Frigyes Karinthy : "Images
animées"
l’haltÉrophile
C’était
un garçon costaud, déjà à l’adolescence, pas
de doute. Lorsque le recruteur d’artistes l’a repéré
(il était en train d’amuser les petits paysans avec des acrobaties
à couper le souffle), il n’y est pas allé par quatre chemins :
il lui a signé un contrat sur le champ. Ses parents essayèrent de
soulever des objections, il était encore très jeune,
disaient-ils, sa croissance n’était pas achevée, ne
vaudrait-il pas mieux attendre que ses muscles herculéens
s’épanouissent pleinement, qu’il soit en pleine possession
de ses capacités ?
Le directeur était d’avis que
c’était sans importance, rien ne l’empêchait de
poursuivre son développement pendant le travail, tout en se produisant.

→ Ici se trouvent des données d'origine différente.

//! Cryptographic primitives for Weft.
//!
//! Provides the domain-separated BLAKE3 content addresser that gives posts
//! their identity, and the ed25519 key identity that attributes writes.
//!
//! Hashing and key handling wrap `blake3` and `ed25519-dalek` directly.

pub mod addresser;
pub mod identity;

pub use addresser::{ContentAddresser, PostFields};
pub use identity::{IdentityError, IdentityProvider, KeyIdentity, SigningKey};
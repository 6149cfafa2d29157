//! Foundation types for Weft, a decentralized social-graph protocol.
//!
//! This crate provides the identifiers, payloads, and persisted layout used by
//! every other Weft crate. It has no knowledge of the graph store itself; it
//! only describes *what* is written and *where*.
//!
//! # Key Types
//!
//! - [`PostId`] — Content-addressed post identifier (BLAKE3 hash)
//! - [`UserPub`] — A user's public key, the identity behind every write
//! - [`Post`] — Immutable post payload
//! - [`Tag`] / [`TagSlug`] — Hashtags extracted from post text
//! - [`Profile`] — Mutable, user-owned profile snapshot
//! - [`DayBucket`] — UTC calendar day used to shard the timeline
//! - [`ErrorKind`] — The protocol's failure taxonomy
//!
//! The [`layout`] module defines the path convention shared by all replicas.

pub mod error;
pub mod interaction;
pub mod layout;
pub mod post;
pub mod profile;
pub mod tag;
pub mod temporal;
pub mod user;

pub use error::{ErrorKind, TypeError};
pub use interaction::{InteractionCounts, InteractionKind, RepostMark, UserPostEntry};
pub use post::{Post, PostId};
pub use profile::Profile;
pub use tag::{extract_tags, Tag, TagSlug};
pub use temporal::{now_ms, DayBucket};
pub use user::UserPub;
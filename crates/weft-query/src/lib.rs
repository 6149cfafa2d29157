//! Read paths for Weft.
//!
//! [`QueryFacade`] composes the post store, the reference index, the
//! interaction store, and the profile cache into the feeds a client
//! renders. Every feed is a live subscription: it pushes [`PostView`]s to a
//! callback as posts resolve, deduplicates by post id, and runs until the
//! returned [`SubscriptionHandle`](weft_graph::SubscriptionHandle) is
//! cancelled or dropped.
//!
//! Feeds make no promise about order. Posts resolve concurrently and each
//! one is delivered as soon as its payload and enrichment are in.

pub mod error;
pub mod facade;
pub mod feed;
pub mod view;

pub use error::{QueryError, QueryResult};
pub use facade::{QueryConfig, QueryFacade};
pub use view::PostView;
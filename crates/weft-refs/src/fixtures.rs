//! Shared test helpers.

use std::sync::Arc;
use std::time::Duration;

use tokio::sync::mpsc;
use weft_crypto::{ContentAddresser, PostFields};
use weft_graph::{GraphStore, InMemoryGraph};
use weft_types::{layout, Post, PostId, UserPub};

use crate::edge::{Edge, Found};
use crate::index::{IndexConfig, ReferenceIndex};

pub fn setup() -> (Arc<InMemoryGraph>, ReferenceIndex) {
    let graph = Arc::new(InMemoryGraph::new());
    let config = IndexConfig {
        wait: Duration::from_millis(100),
        read_repair: true,
    };
    let index = ReferenceIndex::new(graph.clone(), config);
    (graph, index)
}

pub fn make_post(author: UserPub, text: &str, timestamp: i64, reply_to: Option<PostId>) -> Post {
    let id = ContentAddresser::POST.compute(&PostFields {
        author_pub: &author,
        text,
        timestamp,
        reply_to: reply_to.as_ref(),
        media_ref: None,
    });
    Post {
        id,
        author_pub: author,
        text: text.to_string(),
        timestamp,
        reply_to,
        media_ref: None,
    }
}

/// Write a post the way the post store does, minus the timeline.
pub async fn publish_raw(graph: &InMemoryGraph, index: &ReferenceIndex, post: &Post) {
    graph
        .put(&layout::payload(&post.id), post.to_value().unwrap())
        .await
        .unwrap();
    graph
        .put(&layout::content_entry(&post.id), layout::post_pointer(&post.id))
        .await
        .unwrap();
    for edge in Edge::all_for(post) {
        index.link(&edge).await.unwrap();
    }
}

/// Collect everything delivered until the stream goes quiet.
pub async fn drain(rx: &mut mpsc::UnboundedReceiver<Found>) -> Vec<Found> {
    let mut out = Vec::new();
    while let Ok(Some(found)) = tokio::time::timeout(Duration::from_millis(50), rx.recv()).await {
        out.push(found);
    }
    out
}
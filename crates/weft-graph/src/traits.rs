use async_trait::async_trait;
use serde_json::Value;
use uuid::Uuid;

use crate::error::GraphResult;
use crate::path;
use crate::subscription::Subscription;

/// Path-addressable replicated graph store.
///
/// Implementations must satisfy these rules:
/// - A write overwrites exactly one path; there are no multi-path
///   transactions.
/// - `Value::Null` is a tombstone. Reads treat it as absent; subscriptions
///   deliver it so consumers can retract.
/// - Subscriptions replay current children before live updates and may
///   deliver the same update more than once.
/// - Nothing here blocks a thread waiting on replication.
#[async_trait]
pub trait GraphStore: Send + Sync {
    /// One-shot read. Returns `Ok(None)` for missing or tombstoned paths.
    async fn get(&self, path: &str) -> GraphResult<Option<Value>>;

    /// Overwrite the value at `path`.
    async fn put(&self, path: &str, value: Value) -> GraphResult<()>;

    /// One-shot read of a node's live children, in arrival order.
    async fn children(&self, path: &str) -> GraphResult<Vec<(String, Value)>>;

    /// Live subscription to a node's children.
    fn on(&self, path: &str) -> GraphResult<Subscription>;

    /// Append `value` to the set at `path` under a fresh, time-ordered key.
    async fn set(&self, path: &str, value: Value) -> GraphResult<String> {
        let key = Uuid::now_v7().to_string();
        self.put(&path::join(path, &key), value).await?;
        Ok(key)
    }

    /// Tombstone the value at `path`.
    async fn remove(&self, path: &str) -> GraphResult<()> {
        self.put(path, Value::Null).await
    }
}
//! Path-addressable graph store for Weft.
//!
//! The protocol runs on top of an eventually-consistent, replicated store
//! with no transactions. This crate pins down the part of that store the
//! protocol relies on ([`GraphStore`]) and ships an in-process replica
//! ([`InMemoryGraph`]) used by tests, the CLI, and embedders.
//!
//! # Delivery Model
//!
//! - Writes are single-path overwrites; a `null` value is a tombstone.
//! - Live subscriptions ([`GraphStore::on`]) replay a node's current
//!   children, then push every later write. Delivery is at-least-once:
//!   consumers deduplicate by key.
//! - Absence is never authoritative. [`resolve`] waits a bounded time for a
//!   value to arrive before reporting it missing.
//! - Long-lived reads are owned by a [`SubscriptionHandle`]; dropping or
//!   cancelling it releases the underlying live queries.

pub mod error;
pub mod memory;
pub mod path;
pub mod resolve;
mod router;
pub mod snapshot;
pub mod subscription;
pub mod traits;

pub use error::{GraphError, GraphResult};
pub use memory::InMemoryGraph;
pub use resolve::{resolve, resolve_pointer};
pub use snapshot::{GraphSnapshot, SnapshotEntry};
pub use subscription::{NodeUpdate, Subscription, SubscriptionHandle};
pub use traits::GraphStore;
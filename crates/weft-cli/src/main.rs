use clap::Parser;
use tracing_subscriber::EnvFilter;

mod cli;
mod commands;

fn main() -> anyhow::Result<()> {
    let cli = cli::Cli::parse();
    let default_level = if cli.verbose { "debug" } else { "warn" };
    tracing_subscriber::fmt()
        .with_env_filter(
            EnvFilter::try_from_default_env().unwrap_or_else(|_| EnvFilter::new(default_level)),
        )
        .with_writer(std::io::stderr)
        .init();
    let runtime = tokio::runtime::Runtime::new()?;
    runtime.block_on(commands::run_command(cli))
}
use thiserror::Error;
use weft_graph::GraphError;
use weft_refs::RefError;
use weft_types::{ErrorKind, PostId};

/// Errors from interaction operations.
#[derive(Debug, Error)]
pub enum InteractError {
    #[error("no authenticated identity")]
    NotAuthenticated,

    #[error("post not found: {0}")]
    NotFound(PostId),

    #[error(transparent)]
    Refs(#[from] RefError),

    #[error(transparent)]
    Graph(#[from] GraphError),

    #[error("serialization error: {0}")]
    Serialization(String),
}

impl InteractError {
    pub fn kind(&self) -> ErrorKind {
        match self {
            Self::NotAuthenticated => ErrorKind::NotAuthenticated,
            Self::NotFound(_) => ErrorKind::NotFound,
            Self::Refs(e) => e.kind(),
            Self::Graph(e) => e.kind(),
            Self::Serialization(_) => ErrorKind::Store,
        }
    }
}

pub type InteractResult<T> = std::result::Result<T, InteractError>;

C’est lui personnellement qui lui
garantissait l’avenir, tout au moins du point de vue du public. Le jeune
homme soulevait déjà confortablement le poids de cinq cents kilos
– le directeur fit tout simplement graver dans le fer :
« mille kilos », la plèbe n’avait pas
l’idée de vérifier : tout ce qu’elle voyait
c’est que c’était une ferraille de bonne taille, les gens
acquiesçaient horrifiés et reconnaissants, et applaudissaient le
jeune prodige. Pour quelqu’un d’ordinaire, au-dessus de cinq cents
kilos, ce qu’on conçoit d’un prodige commence à
devenir indifférent – on se contente de se comparer à
soi-même, à son échelle, et quand on est contraint de
reconnaître qu’on ne soulèverait même pas cent kilos,
l’amour-propre baisse les bras et
le succès du champion est assuré.
Les années passèrent, et
l’haltérophile récoltait des succès triomphaux
où que passât
Puis vinrent d’autres temps,
d’autres artistes, d’autres goûts – le
côté spectaculaire des productions devint l’essentiel de
l’intérêt du public. Un acrobate qui jonglait avec une
immense habileté d’un ballon de caoutchouc conquit en deux ans le
monde entier, et d’autres acrobaties similaires furent aussi à la
mode.
Le sort était moins
généreux désormais pour l’haltérophile, il
eut du mal à signer des contrats, la démonstration crue et
brutale de la force physique commençait à ennuyer le public.
Puis un été, seul dans un
bosquet, il s’entraîna en secret à un "numéro de
caoutchouc amusant".
Il le présenta la saison suivante.
Et pour être sûr de son affaire,
pour ne pas s’emmêler avec ses muscles habitués aux gestes
lourds, dans le ventre des deux ballons en caoutchouc il cacha astucieusement
les deux poids de mille kilos, pour que personne ne remarque la tricherie.